_DIRECTIONS FOR THIS TASK_. What you return should be each line of the data containing the string "Some".

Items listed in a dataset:

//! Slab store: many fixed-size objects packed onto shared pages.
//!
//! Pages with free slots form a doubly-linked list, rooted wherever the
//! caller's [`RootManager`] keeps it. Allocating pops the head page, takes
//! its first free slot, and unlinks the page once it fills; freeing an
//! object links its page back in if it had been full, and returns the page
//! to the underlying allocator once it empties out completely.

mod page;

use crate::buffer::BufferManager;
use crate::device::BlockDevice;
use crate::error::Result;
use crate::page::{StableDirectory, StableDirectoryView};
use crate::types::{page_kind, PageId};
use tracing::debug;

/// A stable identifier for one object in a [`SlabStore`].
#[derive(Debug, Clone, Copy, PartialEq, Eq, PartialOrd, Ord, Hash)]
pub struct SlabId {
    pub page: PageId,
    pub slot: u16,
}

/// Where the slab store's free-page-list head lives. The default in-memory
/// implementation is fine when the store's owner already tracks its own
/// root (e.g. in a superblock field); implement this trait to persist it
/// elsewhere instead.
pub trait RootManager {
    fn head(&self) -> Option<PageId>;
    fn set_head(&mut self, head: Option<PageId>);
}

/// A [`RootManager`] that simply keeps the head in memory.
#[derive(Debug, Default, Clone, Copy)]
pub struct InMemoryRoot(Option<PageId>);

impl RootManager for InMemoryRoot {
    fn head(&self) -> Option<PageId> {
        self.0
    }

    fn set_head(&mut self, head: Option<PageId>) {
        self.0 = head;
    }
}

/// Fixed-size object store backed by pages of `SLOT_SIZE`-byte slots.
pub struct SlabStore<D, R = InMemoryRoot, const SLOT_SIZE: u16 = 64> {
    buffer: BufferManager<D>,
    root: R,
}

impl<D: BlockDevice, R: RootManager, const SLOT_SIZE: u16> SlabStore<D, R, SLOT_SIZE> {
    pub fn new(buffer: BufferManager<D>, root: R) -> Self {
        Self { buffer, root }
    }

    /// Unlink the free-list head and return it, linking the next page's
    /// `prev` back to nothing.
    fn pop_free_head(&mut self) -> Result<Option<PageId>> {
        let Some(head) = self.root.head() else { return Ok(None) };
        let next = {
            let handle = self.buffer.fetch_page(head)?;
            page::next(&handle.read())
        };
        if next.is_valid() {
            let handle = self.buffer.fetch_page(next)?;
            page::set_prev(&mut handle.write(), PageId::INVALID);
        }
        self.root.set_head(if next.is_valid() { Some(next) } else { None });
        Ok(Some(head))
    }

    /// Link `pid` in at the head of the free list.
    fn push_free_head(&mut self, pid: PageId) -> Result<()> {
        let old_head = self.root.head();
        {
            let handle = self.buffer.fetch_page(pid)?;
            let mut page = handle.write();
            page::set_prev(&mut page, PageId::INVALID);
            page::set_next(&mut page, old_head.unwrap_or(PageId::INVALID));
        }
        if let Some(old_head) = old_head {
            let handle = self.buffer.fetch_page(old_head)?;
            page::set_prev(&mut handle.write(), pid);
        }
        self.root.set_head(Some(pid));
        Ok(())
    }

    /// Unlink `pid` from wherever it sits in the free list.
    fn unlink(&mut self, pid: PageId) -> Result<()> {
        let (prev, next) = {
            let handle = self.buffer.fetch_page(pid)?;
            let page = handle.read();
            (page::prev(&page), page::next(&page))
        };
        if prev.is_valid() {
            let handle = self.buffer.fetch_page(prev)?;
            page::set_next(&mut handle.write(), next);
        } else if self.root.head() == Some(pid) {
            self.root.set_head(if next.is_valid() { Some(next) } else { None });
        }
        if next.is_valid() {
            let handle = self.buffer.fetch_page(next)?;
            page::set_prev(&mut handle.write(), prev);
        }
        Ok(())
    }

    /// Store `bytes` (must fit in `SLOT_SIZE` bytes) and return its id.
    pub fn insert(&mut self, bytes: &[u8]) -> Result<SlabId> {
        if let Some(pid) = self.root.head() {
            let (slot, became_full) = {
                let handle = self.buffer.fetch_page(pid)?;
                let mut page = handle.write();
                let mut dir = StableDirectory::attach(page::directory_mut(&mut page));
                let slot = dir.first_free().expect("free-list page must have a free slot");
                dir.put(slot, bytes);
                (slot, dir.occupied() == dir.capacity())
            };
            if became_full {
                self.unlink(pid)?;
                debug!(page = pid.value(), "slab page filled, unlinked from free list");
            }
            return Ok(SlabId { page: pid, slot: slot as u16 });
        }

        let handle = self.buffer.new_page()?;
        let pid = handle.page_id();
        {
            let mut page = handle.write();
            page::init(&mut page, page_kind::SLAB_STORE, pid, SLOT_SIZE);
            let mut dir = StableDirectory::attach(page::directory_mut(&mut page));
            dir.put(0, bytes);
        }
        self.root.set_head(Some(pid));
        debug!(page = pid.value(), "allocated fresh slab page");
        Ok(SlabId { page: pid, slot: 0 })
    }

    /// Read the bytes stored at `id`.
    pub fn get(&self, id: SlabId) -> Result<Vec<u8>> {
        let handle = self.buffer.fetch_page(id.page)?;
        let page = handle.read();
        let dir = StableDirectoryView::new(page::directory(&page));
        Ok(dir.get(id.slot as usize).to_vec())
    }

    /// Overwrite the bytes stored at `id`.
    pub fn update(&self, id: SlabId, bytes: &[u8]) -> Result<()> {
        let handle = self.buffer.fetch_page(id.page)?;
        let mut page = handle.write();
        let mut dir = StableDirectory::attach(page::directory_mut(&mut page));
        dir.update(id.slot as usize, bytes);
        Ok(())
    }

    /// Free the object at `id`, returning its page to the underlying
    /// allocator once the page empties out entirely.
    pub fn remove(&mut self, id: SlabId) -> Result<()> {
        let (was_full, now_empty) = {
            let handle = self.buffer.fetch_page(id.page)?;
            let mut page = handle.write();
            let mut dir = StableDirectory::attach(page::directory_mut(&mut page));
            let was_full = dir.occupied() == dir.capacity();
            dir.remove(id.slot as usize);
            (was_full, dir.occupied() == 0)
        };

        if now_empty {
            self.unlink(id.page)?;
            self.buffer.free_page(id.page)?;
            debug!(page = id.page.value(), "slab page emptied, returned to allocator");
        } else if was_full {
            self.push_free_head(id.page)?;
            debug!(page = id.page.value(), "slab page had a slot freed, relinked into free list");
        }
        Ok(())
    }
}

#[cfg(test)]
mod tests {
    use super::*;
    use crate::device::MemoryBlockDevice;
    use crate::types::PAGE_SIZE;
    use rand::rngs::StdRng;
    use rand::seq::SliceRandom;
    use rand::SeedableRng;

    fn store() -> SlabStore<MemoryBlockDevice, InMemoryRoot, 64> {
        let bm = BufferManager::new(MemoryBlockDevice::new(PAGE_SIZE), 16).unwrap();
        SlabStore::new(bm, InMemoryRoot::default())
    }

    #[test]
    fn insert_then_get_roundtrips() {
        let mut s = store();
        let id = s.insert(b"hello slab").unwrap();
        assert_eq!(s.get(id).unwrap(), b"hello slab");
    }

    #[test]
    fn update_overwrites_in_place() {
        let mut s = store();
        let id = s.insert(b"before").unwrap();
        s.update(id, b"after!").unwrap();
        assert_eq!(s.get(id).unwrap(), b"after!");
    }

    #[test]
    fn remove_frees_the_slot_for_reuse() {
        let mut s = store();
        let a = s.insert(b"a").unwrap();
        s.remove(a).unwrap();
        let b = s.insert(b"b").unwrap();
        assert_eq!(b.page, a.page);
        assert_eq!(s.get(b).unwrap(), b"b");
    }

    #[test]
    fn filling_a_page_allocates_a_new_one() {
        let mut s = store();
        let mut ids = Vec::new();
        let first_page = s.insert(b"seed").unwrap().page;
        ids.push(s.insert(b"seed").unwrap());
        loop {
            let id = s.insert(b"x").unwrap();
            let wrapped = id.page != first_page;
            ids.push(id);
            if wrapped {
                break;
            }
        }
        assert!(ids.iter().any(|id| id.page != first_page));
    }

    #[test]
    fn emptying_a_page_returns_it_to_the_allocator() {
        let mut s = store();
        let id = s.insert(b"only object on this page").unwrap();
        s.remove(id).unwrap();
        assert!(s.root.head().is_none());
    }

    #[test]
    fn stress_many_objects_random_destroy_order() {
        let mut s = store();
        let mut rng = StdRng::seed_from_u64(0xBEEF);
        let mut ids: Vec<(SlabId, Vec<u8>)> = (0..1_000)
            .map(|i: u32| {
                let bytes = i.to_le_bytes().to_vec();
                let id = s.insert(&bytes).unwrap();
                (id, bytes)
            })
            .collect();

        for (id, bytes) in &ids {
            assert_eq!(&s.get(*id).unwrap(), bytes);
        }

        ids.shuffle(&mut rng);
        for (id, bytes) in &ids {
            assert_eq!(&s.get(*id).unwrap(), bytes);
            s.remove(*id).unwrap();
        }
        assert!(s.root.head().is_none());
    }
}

_COMPLETED EXERCISE_.
        let Some(head) = self.root.head() else { return Ok(None) };
        self.root.set_head(if next.is_valid() { Some(next) } else { None });
        Ok(Some(head))
        if let Some(old_head) = old_head {
        self.root.set_head(Some(pid));
        } else if self.root.head() == Some(pid) {
            self.root.set_head(if next.is_valid() { Some(next) } else { None });
        if let Some(pid) = self.root.head() {
        self.root.set_head(Some(pid));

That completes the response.